Some basic usage of EMMA is presented below (Basic usage). A more complete overview of use-cases are grouped in the examples-folder.

Authors

Gijs G. Hendrickx ORCiD (Delft University of Technology).

Soesja Brunink ORCiD (Arcadis).

Contact: [email protected].

References

When using this repository, please cite accordingly:

Hendrickx, G.G., and Brunink, S. (2023). EMMA: Ecotope-Map Maker based on Abiotics. 4TU.ResearchData. Software. doi: 10.4121/0100fc5a-a99c-4002-9864-3faade3899e3.

License

This repository is licensed under Apache License 2.0.

Installation

This repository has the following requirements (see also requirements.txt):

  • Python>=3.9
  • netCDF4
  • numpy
  • shapely
  • typer
  • xarray
  • matplotlib [examples, optional]

Instead of installing netCDF4, the xarray-package can also be installed with the I/O-option enabled:

python3 -m pip install xarray[io]

For further details, see the xarray-documentation; also for further details on installing xarray.

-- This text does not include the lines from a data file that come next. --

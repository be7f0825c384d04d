use std::collections::BTreeMap;

use chrono::{Local, NaiveDate};
use pyo3::exceptions::{PyOSError, PyTypeError, PyValueError};
use pyo3::prelude::*;
use pyo3::types::{PyAny, PyBytes, PyList};
use xlbatch::{
    BatchError, FrameTemplate, ReportBatch, SpecBatchContext, SpecBatchOptions, SplitTemplate,
    create_xl_file_multiple_templates,
};

const N_BRIDGE_ABI_VERSION: u64 = 1;
const C_BRIDGE_CONTRACT_VERSION: &str = "xlbatch.create_xl_file_multiple_temp.v1";
const C_BRIDGE_TRANSPORT: &str = "polars_ipc";

#[pyclass(name = "ReportBatch")]
#[derive(Debug, Clone)]
struct PyReportBatch {
    #[pyo3(get)]
    project: String,
    #[pyo3(get)]
    date: String,
    #[pyo3(get)]
    files: Vec<String>,
    #[pyo3(get)]
    path_manifest: Option<String>,
    #[pyo3(get)]
    archives: Vec<String>,
    #[pyo3(get)]
    warnings: Vec<String>,
    dict_counts: BTreeMap<String, u64>,
    c_summary: String,
}

impl From<ReportBatch> for PyReportBatch {
    fn from(report: ReportBatch) -> Self {
        let to_text = |path: &std::path::PathBuf| path.to_string_lossy().to_string();
        Self {
            dict_counts: report.to_dict(),
            c_summary: report.to_string(),
            files: report.files.iter().map(to_text).collect(),
            path_manifest: report.path_manifest.as_ref().map(to_text),
            archives: report.archives.iter().map(to_text).collect(),
            project: report.project,
            date: report.date,
            warnings: report.warnings,
        }
    }
}

#[pymethods]
impl PyReportBatch {
    fn to_dict(&self) -> BTreeMap<String, u64> {
        self.dict_counts.clone()
    }

    fn __str__(&self) -> String {
        self.c_summary.clone()
    }
}

fn map_batch_error(err: BatchError) -> PyErr {
    match err {
        BatchError::SplitRangeNotList(_) => PyTypeError::new_err(err.to_string()),
        BatchError::MissingSplitColumn
        | BatchError::InvalidProjectName(_)
        | BatchError::Job { .. }
        | BatchError::Template(_) => PyValueError::new_err(err.to_string()),
        BatchError::Io { .. }
        | BatchError::Xlsx { .. }
        | BatchError::Protect(_)
        | BatchError::Archive(_)
        | BatchError::Manifest { .. } => PyOSError::new_err(err.to_string()),
    }
}

/// `(ipc_bytes, main_sheet)` tuples into templates.
fn parse_template_list(template_list: &Bound<'_, PyAny>) -> PyResult<Vec<FrameTemplate>> {
    let mut l_templates = Vec::new();
    for item in template_list.try_iter()? {
        let (obj_bytes, main_sheet): (Bound<'_, PyBytes>, String) = item?.extract()?;
        let template = FrameTemplate::from_ipc_bytes(obj_bytes.as_bytes(), main_sheet)
            .map_err(|err| PyValueError::new_err(err.to_string()))?;
        l_templates.push(template);
    }
    Ok(l_templates)
}

fn parse_split_by_range(
    split_by_range: Option<&Bound<'_, PyAny>>,
) -> PyResult<Option<Vec<String>>> {
    let Some(obj) = split_by_range else {
        return Ok(None);
    };
    if obj.is_none() {
        return Ok(None);
    }
    if !obj.is_instance_of::<PyList>() {
        return Err(PyTypeError::new_err(format!("{} is not a list", obj.repr()?)));
    }
    obj.extract::<Vec<String>>()
        .map(Some)
        .map_err(|err| PyTypeError::new_err(format!("split_by_range items must be str: {err}")))
}

fn parse_today(today: Option<&str>) -> PyResult<NaiveDate> {
    match today {
        None => Ok(Local::now().date_naive()),
        Some(value) => NaiveDate::parse_from_str(value, "%Y%m%d").map_err(|err| {
            PyValueError::new_err(format!(
                "Invalid `today`: expected YYYYMMDD, got {value:?}: {err}"
            ))
        }),
    }
}

#[pyfunction(name = "create_xl_file_multiple_temp")]
#[pyo3(signature = (
    *,
    project_name,
    template_list,
    split_by_value,
    split_by = None,
    split_by_range = None,
    batch = 1,
    sheet_password = None,
    workbook_password = None,
    protect_files = false,
    random_password = false,
    in_zip = false,
    dir_out = ".",
    today = None
))]
#[allow(clippy::too_many_arguments)]
fn create_xl_file_multiple_temp_py(
    py: Python<'_>,
    project_name: String,
    template_list: &Bound<'_, PyAny>,
    split_by_value: bool,
    split_by: Option<String>,
    split_by_range: Option<&Bound<'_, PyAny>>,
    batch: u32,
    sheet_password: Option<String>,
    workbook_password: Option<String>,
    protect_files: bool,
    random_password: bool,
    in_zip: bool,
    dir_out: &str,
    today: Option<&str>,
) -> PyResult<Option<PyReportBatch>> {
    let options = SpecBatchOptions {
        split_by_value,
        split_by,
        split_by_range: parse_split_by_range(split_by_range)?,
        batch,
        sheet_password,
        workbook_password,
        protect_files,
        random_password,
        in_zip,
    };
    let context = SpecBatchContext::new(dir_out, parse_today(today)?);
    let l_templates = parse_template_list(template_list)?;

    let report_batch = py.allow_threads(|| {
        let l_template_refs = l_templates
            .iter()
            .map(|template| template as &dyn SplitTemplate)
            .collect::<Vec<_>>();
        create_xl_file_multiple_templates(&project_name, &l_template_refs, &options, &context)
    });
    let report_batch = report_batch.map_err(map_batch_error)?;
    Ok(report_batch.map(PyReportBatch::from))
}

#[pymodule]
fn _xlbatch_rs(module: &Bound<'_, PyModule>) -> PyResult<()> {
    module.add_class::<PyReportBatch>()?;
    module.add_function(wrap_pyfunction!(create_xl_file_multiple_temp_py, module)?)?;
    module.add("__bridge_abi__", N_BRIDGE_ABI_VERSION)?;
    module.add("__bridge_contract__", C_BRIDGE_CONTRACT_VERSION)?;
    module.add("__bridge_transport__", C_BRIDGE_TRANSPORT)?;
    Ok(())
}

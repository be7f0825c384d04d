//! Protect report models and mutable report builder.

use std::collections::BTreeMap;
use std::fmt;
use std::path::PathBuf;

/// Aggregate counters and diagnostics for one `protect_tree` run.
#[derive(Debug, Default, Clone)]
pub struct ReportProtect {
    /// Files found in the source directory.
    pub cnt_scanned: u64,
    /// Files that passed the include/exclude filters.
    pub cnt_matched: u64,
    /// Files encrypted into the destination.
    pub cnt_protected: u64,
    /// Matched files left untouched (no password listed).
    pub cnt_skipped: u64,
    /// Encrypted output files, in processing order.
    pub files: Vec<PathBuf>,
    /// Non-fatal warnings.
    pub warnings: Vec<String>,
}

impl ReportProtect {
    /// Number of collected warnings.
    pub fn warning_count(&self) -> usize {
        self.warnings.len()
    }

    /// Machine-readable counters.
    pub fn to_dict(&self) -> BTreeMap<String, u64> {
        let mut dict_counts = BTreeMap::new();
        dict_counts.insert("cnt_scanned".to_string(), self.cnt_scanned);
        dict_counts.insert("cnt_matched".to_string(), self.cnt_matched);
        dict_counts.insert("cnt_protected".to_string(), self.cnt_protected);
        dict_counts.insert("cnt_skipped".to_string(), self.cnt_skipped);
        dict_counts.insert("cnt_warnings".to_string(), self.warning_count() as u64);
        dict_counts
    }

    /// Human-readable one-line summary.
    pub fn format(&self, prefix: &str) -> String {
        format!(
            "{prefix} scanned={} matched={} protected={} skipped={} warnings={}",
            self.cnt_scanned,
            self.cnt_matched,
            self.cnt_protected,
            self.cnt_skipped,
            self.warning_count()
        )
    }
}

impl fmt::Display for ReportProtect {
    fn fmt(&self, f: &mut fmt::Formatter<'_>) -> fmt::Result {
        write!(f, "{}", self.format("[PROTECT]"))
    }
}

/// Mutable accumulator for protect statistics.
#[derive(Debug, Default, Clone)]
pub struct ReportProtectBuilder {
    report: ReportProtect,
}

impl ReportProtectBuilder {
    /// Increment scanned count by one.
    pub fn add_scanned(&mut self) {
        self.report.cnt_scanned += 1;
    }

    /// Increment matched count by one.
    pub fn add_matched(&mut self) {
        self.report.cnt_matched += 1;
    }

    /// Record one encrypted output file.
    pub fn add_protected(&mut self, path_file_dst: PathBuf) {
        self.report.cnt_protected += 1;
        self.report.files.push(path_file_dst);
    }

    /// Record one skipped file with the reason.
    pub fn add_skipped(&mut self, warning: String) {
        self.report.cnt_skipped += 1;
        self.add_warning(warning);
    }

    /// Add warning message.
    pub fn add_warning(&mut self, warning: String) {
        log::warn!("{warning}");
        self.report.warnings.push(warning);
    }

    /// Finalize builder into immutable report.
    pub fn build(self) -> ReportProtect {
        self.report
    }
}

#[cfg(test)]
mod tests {
    use super::{ReportProtect, ReportProtectBuilder};

    #[test]
    fn report_protect_to_dict_and_format() {
        let report = ReportProtect {
            cnt_scanned: 4,
            cnt_matched: 3,
            cnt_protected: 2,
            cnt_skipped: 1,
            files: vec![],
            warnings: vec!["w".to_string()],
        };

        let dict_counts = report.to_dict();
        assert_eq!(dict_counts["cnt_scanned"], 4);
        assert_eq!(dict_counts["cnt_protected"], 2);
        assert_eq!(dict_counts["cnt_warnings"], 1);

        let txt = report.format("[PROTECT]");
        assert_eq!(
            txt,
            "[PROTECT] scanned=4 matched=3 protected=2 skipped=1 warnings=1"
        );
        assert_eq!(report.to_string(), txt);
    }

    #[test]
    fn builder_counts_skips_as_warnings() {
        let mut builder = ReportProtectBuilder::default();
        builder.add_scanned();
        builder.add_matched();
        builder.add_skipped("no password for a.xlsx".to_string());
        let report = builder.build();
        assert_eq!(report.cnt_skipped, 1);
        assert_eq!(report.warnings, vec!["no password for a.xlsx".to_string()]);
    }
}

As of now, EMMA is not available via PyPI and can only be installed via GitHub. Below, there are three ways presented on how to install EMMA via GitHub. All these methods require you to have your virtual environment activated. If you have no virtual environment yet, consider creating one (official documentation):

python3 -m venv <venv>

After installation, run the following command to test if EMMA and her dependencies are installed properly:

emma test

This should return the following message:

EMMA and her dependencies are installed properly.

Install directly

EMMA can be installed using pip directly:

  1. Install EMMA-repository using its HTTPS-hyperlink:
    python3 -m pip install git+https://github.com/ghendrickx/EMMA.git
    

Clone repository

EMMA can be cloned according to the GitHub-instructions (note that you need to have git on your computer):

  1. Open the command-line (or Git Bash on Windows), and change the directory to the desired location (using cd)
  2. Clone the repository by typing git clone followed by EMMA's HTTPS-hyperlink:
    git clone https://github.com/ghendrickx/EMMA.git
    
  3. Locally install EMMA:
    python3 -m pip install .
    
    Or, when storing EMMA at a different location from the virtual environment:
    python3 -m pip install /path/to/EMMA
    

Download ZIP

EMMA can be downloaded as a ZIP-file and unpacked locally:

  1. Click on the Code-button on the main page and choose the Download ZIP-option
  2. Check your Downloads-folder and extract the downloaded ZIP-file (EMMA-master.zip)
  3. Move the repository-folder to the desired location [optional]
  4. Locally install EMMA:
    python3 -m pip install .
    
    Or, when storing EMMA at a different location from the virtual environment:
    python3 -m pip install /path/to/EMMA
    

Basic usage

The basic usage of EMMA requires calling the map_ecotopes()-function:

from src.processing import map_ecotopes

results = map_ecotopes('<hydrodynamic_output_data_file>.nc', wd='<working/directory>')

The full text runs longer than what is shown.